Extended Greek drama may yet end with a twist
Greek Letter:An Irishman with business interests in Greece reminds me that when the Roman emperor visited his provinces, the local organisers crucified a few Christians so as to make him feel at home. And when German chancellor Angela Merkel visited Athens recently, the government decided to proceed with the trial of 36 former ministers and civil servants on bribery charges – one of whom has hanged himself.
Athens-based journalist Nick Malkoutzis reminded us in a blog that, almost two centuries ago another German, Bavarian King Otto, tried to subdue some unruly elements in the Peloponnese by military means. When that failed, he resorted to diplomacy, resulting in a win-win situation for all concerned.
What do these two history snippets tell us? First, that the Greek government is determined to expose at least the top of the bribery iceberg; and second, that ozed diplomacy, was a sucMerkel’s recent visit, which ocess story for her and, more importantly, for beleaguered Greek prime minister Antonis Samaras.
Apart from some objectors dressing in Nazi costumes during the visit, and the burning of a swastika flag, there was little of the violence anticipated by the thought police. The frustration felt by almost all Greeks at uncertainty caused by the delay in publishing the EU-IMF-ECB troika report on the state of the Greek economy is now so widespread that, in a sense, the outcome is meaningless.
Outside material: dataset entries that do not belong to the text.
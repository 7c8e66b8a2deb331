// ── Enricher ──
//
// Joins each raw record with its sibling collections. A foreign key that
// resolves to nothing (missing or soft-deleted) becomes a fixed sentinel
// string, so the text filter treats it like any other value.

use std::borrow::Cow;

use serde::Serialize;

use super::filter::Searchable;
use crate::model::{
    Bus, Driver, EntityId, Establishment, Parent, Record, Route, Student, Trip,
};
use crate::store::Snapshot;

/// Placeholder for an unresolved single relation.
pub const UNASSIGNED: &str = "Non attribué";
/// Placeholder for a parent with no linked students.
pub const NO_STUDENTS: &str = "Aucun élève associé";
/// Placeholder for a student with no linked parents.
pub const NO_PARENTS: &str = "Aucun parent associé";

/// A record type with a denormalized view.
pub trait Enrich: Record {
    type View: Clone + std::fmt::Debug + Serialize + Searchable + Send + Sync + 'static;

    fn enrich(&self, snapshot: &Snapshot) -> Self::View;
}

// ── Lookup helpers ───────────────────────────────────────────────────

fn establishment_name(snapshot: &Snapshot, id: Option<EntityId>) -> String {
    snapshot
        .resolve::<Establishment>(id)
        .map_or_else(|| UNASSIGNED.to_owned(), |e| e.name.clone())
}

fn driver_name(snapshot: &Snapshot, id: Option<EntityId>) -> String {
    snapshot
        .resolve::<Driver>(id)
        .map_or_else(|| UNASSIGNED.to_owned(), Driver::full_name)
}

fn or_sentinel(names: Vec<String>, sentinel: &str) -> String {
    if names.is_empty() {
        sentinel.to_owned()
    } else {
        names.join(", ")
    }
}

// ── Establishment ────────────────────────────────────────────────────

#[derive(Debug, Clone, PartialEq, Serialize)]
#[serde(rename_all = "camelCase")]
pub struct EstablishmentView {
    #[serde(flatten)]
    pub establishment: Establishment,
    pub bus_count: usize,
    pub student_count: usize,
}

impl Enrich for Establishment {
    type View = EstablishmentView;

    fn enrich(&self, snapshot: &Snapshot) -> EstablishmentView {
        let here = Some(self.id);
        EstablishmentView {
            establishment: self.clone(),
            bus_count: snapshot
                .active::<Bus>()
                .filter(|b| b.establishment_id == here)
                .count(),
            student_count: snapshot
                .active::<Student>()
                .filter(|s| s.establishment_id == here)
                .count(),
        }
    }
}

impl Searchable for EstablishmentView {
    fn in_establishment(&self, id: EntityId) -> bool {
        self.establishment.id == id
    }

    fn search_fields(&self) -> Vec<Cow<'_, str>> {
        let e = &self.establishment;
        vec![
            Cow::Borrowed(e.name.as_str()),
            Cow::Borrowed(e.address.as_str()),
            Cow::Borrowed(e.city.as_str()),
        ]
    }
}

// ── Bus ──────────────────────────────────────────────────────────────

#[derive(Debug, Clone, PartialEq, Serialize)]
#[serde(rename_all = "camelCase")]
pub struct BusView {
    #[serde(flatten)]
    pub bus: Bus,
    pub establishment_name: String,
    pub driver_name: String,
}

impl Enrich for Bus {
    type View = BusView;

    fn enrich(&self, snapshot: &Snapshot) -> BusView {
        BusView {
            bus: self.clone(),
            establishment_name: establishment_name(snapshot, self.establishment_id),
            driver_name: driver_name(snapshot, self.driver_id),
        }
    }
}

impl Searchable for BusView {
    fn in_establishment(&self, id: EntityId) -> bool {
        self.bus.establishment_id == Some(id)
    }

    fn search_fields(&self) -> Vec<Cow<'_, str>> {
        vec![
            Cow::Borrowed(self.bus.plate_number.as_str()),
            Cow::Borrowed(self.bus.make.as_str()),
            Cow::Borrowed(self.establishment_name.as_str()),
            Cow::Owned(self.bus.capacity.to_string()),
        ]
    }
}

// ── Driver ───────────────────────────────────────────────────────────

#[derive(Debug, Clone, PartialEq, Serialize)]
#[serde(rename_all = "camelCase")]
pub struct DriverView {
    #[serde(flatten)]
    pub driver: Driver,
    pub establishment_name: String,
    /// Plate of the first bus assigned to this driver.
    pub bus_plate: String,
}

impl Enrich for Driver {
    type View = DriverView;

    fn enrich(&self, snapshot: &Snapshot) -> DriverView {
        DriverView {
            driver: self.clone(),
            establishment_name: establishment_name(snapshot, self.establishment_id),
            bus_plate: snapshot
                .active::<Bus>()
                .find(|b| b.driver_id == Some(self.id))
                .map_or_else(|| UNASSIGNED.to_owned(), |b| b.plate_number.clone()),
        }
    }
}

impl Searchable for DriverView {
    fn in_establishment(&self, id: EntityId) -> bool {
        self.driver.establishment_id == Some(id)
    }

    fn search_fields(&self) -> Vec<Cow<'_, str>> {
        let d = &self.driver;
        let mut fields = vec![
            Cow::Borrowed(d.first_name.as_str()),
            Cow::Borrowed(d.last_name.as_str()),
            Cow::Borrowed(d.email.as_str()),
            Cow::Borrowed(self.establishment_name.as_str()),
        ];
        if let Some(license) = &d.license_number {
            fields.push(Cow::Borrowed(license.as_str()));
        }
        fields
    }
}

// ── Parent ───────────────────────────────────────────────────────────

#[derive(Debug, Clone, PartialEq, Serialize)]
#[serde(rename_all = "camelCase")]
pub struct ParentView {
    #[serde(flatten)]
    pub parent: Parent,
    /// Linked students, in link-table order.
    pub student_ids: Vec<EntityId>,
    pub student_names: String,
    /// Establishments of the linked students; drives the categorical filter.
    #[serde(skip)]
    pub establishment_ids: Vec<EntityId>,
}

impl Enrich for Parent {
    type View = ParentView;

    fn enrich(&self, snapshot: &Snapshot) -> ParentView {
        let students: Vec<&Student> = snapshot
            .links_of_parent(self.id)
            .filter_map(|link| snapshot.find::<Student>(link.student_id))
            .collect();

        ParentView {
            parent: self.clone(),
            student_ids: students.iter().map(|s| s.id).collect(),
            student_names: or_sentinel(
                students.iter().map(|s| s.full_name()).collect(),
                NO_STUDENTS,
            ),
            establishment_ids: students.iter().filter_map(|s| s.establishment_id).collect(),
        }
    }
}

impl Searchable for ParentView {
    fn in_establishment(&self, id: EntityId) -> bool {
        self.establishment_ids.contains(&id)
    }

    fn search_fields(&self) -> Vec<Cow<'_, str>> {
        let p = &self.parent;
        let mut fields = vec![
            Cow::Borrowed(p.first_name.as_str()),
            Cow::Borrowed(p.last_name.as_str()),
            Cow::Borrowed(p.email.as_str()),
            Cow::Borrowed(self.student_names.as_str()),
        ];
        if let Some(phone) = &p.phone {
            fields.push(Cow::Borrowed(phone.as_str()));
        }
        fields
    }
}

// ── Student ──────────────────────────────────────────────────────────

#[derive(Debug, Clone, PartialEq, Serialize)]
#[serde(rename_all = "camelCase")]
pub struct StudentView {
    #[serde(flatten)]
    pub student: Student,
    pub establishment_name: String,
    pub route_name: String,
    pub parent_names: String,
}

impl Enrich for Student {
    type View = StudentView;

    fn enrich(&self, snapshot: &Snapshot) -> StudentView {
        let parents = snapshot
            .links_of_student(self.id)
            .filter_map(|link| snapshot.find::<Parent>(link.parent_id))
            .map(Parent::full_name)
            .collect();

        StudentView {
            student: self.clone(),
            establishment_name: establishment_name(snapshot, self.establishment_id),
            route_name: snapshot
                .resolve::<Route>(self.route_id)
                .map_or_else(|| UNASSIGNED.to_owned(), |r| r.name.clone()),
            parent_names: or_sentinel(parents, NO_PARENTS),
        }
    }
}

impl Searchable for StudentView {
    fn in_establishment(&self, id: EntityId) -> bool {
        self.student.establishment_id == Some(id)
    }

    fn search_fields(&self) -> Vec<Cow<'_, str>> {
        let s = &self.student;
        let mut fields = vec![
            Cow::Borrowed(s.first_name.as_str()),
            Cow::Borrowed(s.last_name.as_str()),
            Cow::Borrowed(self.establishment_name.as_str()),
            Cow::Borrowed(self.parent_names.as_str()),
        ];
        if let Some(grade) = &s.grade {
            fields.push(Cow::Borrowed(grade.as_str()));
        }
        fields
    }
}

// ── Route ────────────────────────────────────────────────────────────

#[derive(Debug, Clone, PartialEq, Serialize)]
#[serde(rename_all = "camelCase")]
pub struct RouteView {
    #[serde(flatten)]
    pub route: Route,
    pub establishment_name: String,
    pub student_count: usize,
}

impl Enrich for Route {
    type View = RouteView;

    fn enrich(&self, snapshot: &Snapshot) -> RouteView {
        RouteView {
            route: self.clone(),
            establishment_name: establishment_name(snapshot, self.establishment_id),
            student_count: snapshot
                .active::<Student>()
                .filter(|s| s.route_id == Some(self.id))
                .count(),
        }
    }
}

impl Searchable for RouteView {
    fn in_establishment(&self, id: EntityId) -> bool {
        self.route.establishment_id == Some(id)
    }

    fn search_fields(&self) -> Vec<Cow<'_, str>> {
        let mut fields = vec![
            Cow::Borrowed(self.route.name.as_str()),
            Cow::Borrowed(self.establishment_name.as_str()),
        ];
        fields.extend(self.route.stops.iter().map(|s| Cow::Borrowed(s.as_str())));
        fields
    }
}

// ── Trip ─────────────────────────────────────────────────────────────

#[derive(Debug, Clone, PartialEq, Serialize)]
#[serde(rename_all = "camelCase")]
pub struct TripView {
    #[serde(flatten)]
    pub trip: Trip,
    pub route_name: String,
    pub bus_plate: String,
    pub driver_name: String,
    /// Establishment of the trip's route.
    #[serde(skip)]
    pub establishment_id: Option<EntityId>,
}

impl Enrich for Trip {
    type View = TripView;

    fn enrich(&self, snapshot: &Snapshot) -> TripView {
        let route = snapshot.resolve::<Route>(self.route_id);
        TripView {
            trip: self.clone(),
            route_name: route.map_or_else(|| UNASSIGNED.to_owned(), |r| r.name.clone()),
            bus_plate: snapshot
                .resolve::<Bus>(self.bus_id)
                .map_or_else(|| UNASSIGNED.to_owned(), |b| b.plate_number.clone()),
            driver_name: driver_name(snapshot, self.driver_id),
            establishment_id: route.and_then(|r| r.establishment_id),
        }
    }
}

impl Searchable for TripView {
    fn in_establishment(&self, id: EntityId) -> bool {
        self.establishment_id == Some(id)
    }

    fn search_fields(&self) -> Vec<Cow<'_, str>> {
        vec![
            Cow::Borrowed(self.route_name.as_str()),
            Cow::Borrowed(self.bus_plate.as_str()),
            Cow::Borrowed(self.driver_name.as_str()),
            Cow::Owned(self.trip.status.to_string()),
        ]
    }
}

#[cfg(test)]
#[allow(clippy::unwrap_used)]
mod tests {
    use super::*;
    use crate::store::demo;
    use chrono::Utc;

    #[test]
    fn bus_with_dangling_establishment_gets_sentinel() {
        let snap = demo::snapshot();
        let mut bus = snap.buses[0].clone();
        bus.establishment_id = Some(EntityId::new(999));

        let first = bus.enrich(&snap);
        let second = bus.enrich(&snap);
        assert_eq!(first.establishment_name, UNASSIGNED);
        assert_eq!(first.establishment_name, second.establishment_name);
    }

    #[test]
    fn parent_student_names_follow_link_order() {
        let snap = demo::snapshot();
        let view = snap.parents[0].enrich(&snap);
        assert_eq!(view.student_names, "Amine Zahra, Salma Zahra");
        assert_eq!(view.student_ids, vec![EntityId::new(1), EntityId::new(2)]);
    }

    #[test]
    fn soft_deleted_students_do_not_resolve() {
        let mut snap = demo::snapshot();
        // Keep the link row so only the soft-delete marker hides the student.
        std::sync::Arc::make_mut(&mut snap.students)
            .iter_mut()
            .filter(|s| s.id == EntityId::new(6))
            .for_each(|s| s.deleted_at = Some(Utc::now()));

        let view = snap.parents[3].enrich(&snap);
        assert_eq!(view.student_names, NO_STUDENTS);
        assert!(view.student_ids.is_empty());
    }

    #[test]
    fn student_without_parents_gets_sentinel() {
        let snap = demo::snapshot();
        let lonely = snap
            .students
            .iter()
            .find(|s| snap.links_of_student(s.id).next().is_none())
            .unwrap();
        assert_eq!(lonely.enrich(&snap).parent_names, NO_PARENTS);
    }

    #[test]
    fn bus_view_serializes_flat() {
        let snap = demo::snapshot();
        let json = serde_json::to_value(snap.buses[0].enrich(&snap)).unwrap();
        assert_eq!(json["plateNumber"], "1234-A-6");
        assert_eq!(json["establishmentName"], "Collège Belorado");
        assert_eq!(json["driverName"], "Youssef Benali");
    }
}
Either the report will be negative (in which case the Athens coffers will be empty by the end of November) or it will be positive and Greece will receive the next tranche of the bailout. In either case, severe austerity will continue along with Greece’s massive international debts.
But two factors seem to have raised the stakes and point towards a possibly better outcome (in the long term) for Greece and the Greeks. One was Samaras’s statement, shortly before Merkel’s visit (and ironically in a German newspaper, Handelsblatt), that if the tranche was not paid, the till would be empty and Greece would effectively be bankrupt. It’s something we have heard several times before, but it was generally realised that this time he wasn’t crying wolf! The second factor was that, in scarcely coded messages, Merkel in Athens seemed to be telling the IMF to move from the expected negative report to a positive one.
Up to now, apart from comparatively minor hassles between the troika and Athens about the amount and duration of the latest austerity package (would it be €11.5 billionn or €13.5 billion) the main problem has arisen over Greece’s capacity to instigate the changes on which the troika insists: principally, slimming down the civil service, structural changes in administration, opening up self-regulating professions which range from hairdressers and truck drivers to pharmacists and lawyers and selling state assets such as small islands and the old Athens airport.
Up to now, the troika has insisted on concrete evidence of progress on all these fronts before the next tranche can be disbursed. One of the reasons for the delay in publishing the report, initially expected in early October, is thought to be to give Greece further time to produce that evidence. But there is every reason to suspect that hardliners in the IMF, led in Greece by the unfriendly Poul Thomsen, will not give way despite hints from Merkel and IMF managing director Christine Lagarde.
Meanwhile, the accusing finger points at more than the 36 men going up for trial. An Athens joke is: why is Evangelos Venizelos (leader of the socialist party, Pasok) so fat? Because he was once minister of defence (2009-11).
The post is widely bruited to be the best cabinet position as far as opportunity for bribes is concerned. No one would of course suggest that Venizelos took bribes, but one of his predecessors, Akis Tsochatzopoulos, is in custody while his trial for money laundering proceeds.
No politician or senior civil servant is above suspicion. Nor are the very rich. A report leaked by Lagarde while she was French finance minister indicates that about 2,000 Greek citizens hold assets in HSBC’s Geneva branch of €1.5 billion and that, when he was finance minister himself, Venizelos suppressed the report.
Financial analysts, watching the withdrawal of €70 billion in cash from Greek banks since 2009, describe it as the tip of the iceberg.